Engineering of Gold Nanorods as Multifunctional Theranostic Agent for Photothermal-Enhanced Radiotherapy of Cervical Cancer

Abstract Radiotherapy (RT) is an important method in the treatment of cervical cancer. Devising exceedingly effective, conveniently synthesizable, and lowly poisonous smart multifunctional radiosensitizers is of tremendous significance to improve the cure rate of RT. Gold nanorods (GNRs), which exhibited dramatic X-ray absorption and near-infrared (NIR) photothermal conversion effectiveness, could be utilized as radiosensitizers. In the present study, an all-in-one theranostic nanoagent for photothermal-enhanced radiotherapy of carcinoma was devised based on GNRs with aggregation-induced emission (AIE) attributes (NPAPF-GNRs@PEG). NPAPF-GNRs@PEG-mediated PTT-RT demonstrated excellent radiation sensitization effect by significantly inhibiting invasion and migration, increasing ROS and causing more DNA damage in two different pathological types of cell lines of cervical cancer.
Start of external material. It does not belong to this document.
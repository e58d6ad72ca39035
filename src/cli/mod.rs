//! CLI argument definitions.

pub mod args;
Experiments of in vitro and in vivo and metabolomics study demonstrated that PTT-RT based on NPAPF-GNRs@PEG showed enhanced RT effect by increasing apoptosis, compared to RT alone. Meanwhile, the NPAPF-GNRs@PEG nanoagent exhibited excellent tomography imaging (CTI)/photoacoustic imaging (PAI)/fluorescence imaging (FLI)/photothermal imaging (PTI) multi-modal imaging in vitro and in vivo. Therefore, the present study provides an innovative multifunctional platform for optimizing the curative efficacy of precision RT and further enriches the theoretical basis of the mechanistic study of radio-sensitization by GNRs-mediated PTT-RT.